Saved data entries
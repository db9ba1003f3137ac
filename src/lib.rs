//! Multi-Room TCP Chat Server Library
//!
//! A line-oriented chat server where clients create, list and join named
//! rooms over plain TCP, built with the Actor pattern for state management.
//!
//! # Features
//! - Newline-terminated text protocol, one command or chat line per line
//! - Dynamically created rooms with full history replay on join
//! - Idle rooms expire after a fixed window without broadcasts
//! - Display names with room-wide rename notices
//! - Connection cap with silent admission control
//!
//! # Architecture
//! Uses the Actor pattern with `mpsc` channels:
//! - `Lobby` is the central actor owning the client and room registries
//! - Each connection runs independent read and write loops
//! - No locks needed - all state access goes through message passing
//!
//! # Example
//! ```ignore
//! use tokio::net::TcpListener;
//! use tokio::sync::mpsc;
//! use linechat::{handle_connection, Lobby};
//!
//! #[tokio::main]
//! async fn main() {
//!     let listener = TcpListener::bind("127.0.0.1:3333").await.unwrap();
//!     let (events_tx, events_rx) = mpsc::channel(256);
//!
//!     tokio::spawn(Lobby::new(events_tx.clone(), events_rx).run());
//!
//!     while let Ok((stream, _)) = listener.accept().await {
//!         let events_tx = events_tx.clone();
//!         tokio::spawn(handle_connection(stream, events_tx));
//!     }
//! }
//! ```

pub mod client;
pub mod command;
pub mod connection;
pub mod error;
pub mod lobby;
pub mod message;
pub mod room;
pub mod types;

// Re-export main types for convenience
pub use client::Client;
pub use command::Command;
pub use connection::handle_connection;
pub use error::{AppError, SendError};
pub use lobby::{Lobby, LobbyEvent, MAX_CLIENTS};
pub use message::Message;
pub use room::{Room, EXPIRY_WINDOW};
pub use types::ClientId;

- [Exercise instructions]: Up to and including the line that contains "and room registries", restate word for word every line of the entries, starting from the first.

- [Solution to this problem]:
repository db9ba1003f3137ac
filename src/lib.rs
//! Multi-Room TCP Chat Server Library
//!
//! A line-oriented chat server where clients create, list and join named
//! rooms over plain TCP, built with the Actor pattern for state management.
//!
//! # Features
//! - Newline-terminated text protocol, one command or chat line per line
//! - Dynamically created rooms with full history replay on join
//! - Idle rooms expire after a fixed window without broadcasts
//! - Display names with room-wide rename notices
//! - Connection cap with silent admission control
//!
//! # Architecture
//! Uses the Actor pattern with `mpsc` channels:
//! - `Lobby` is the central actor owning the client and room registries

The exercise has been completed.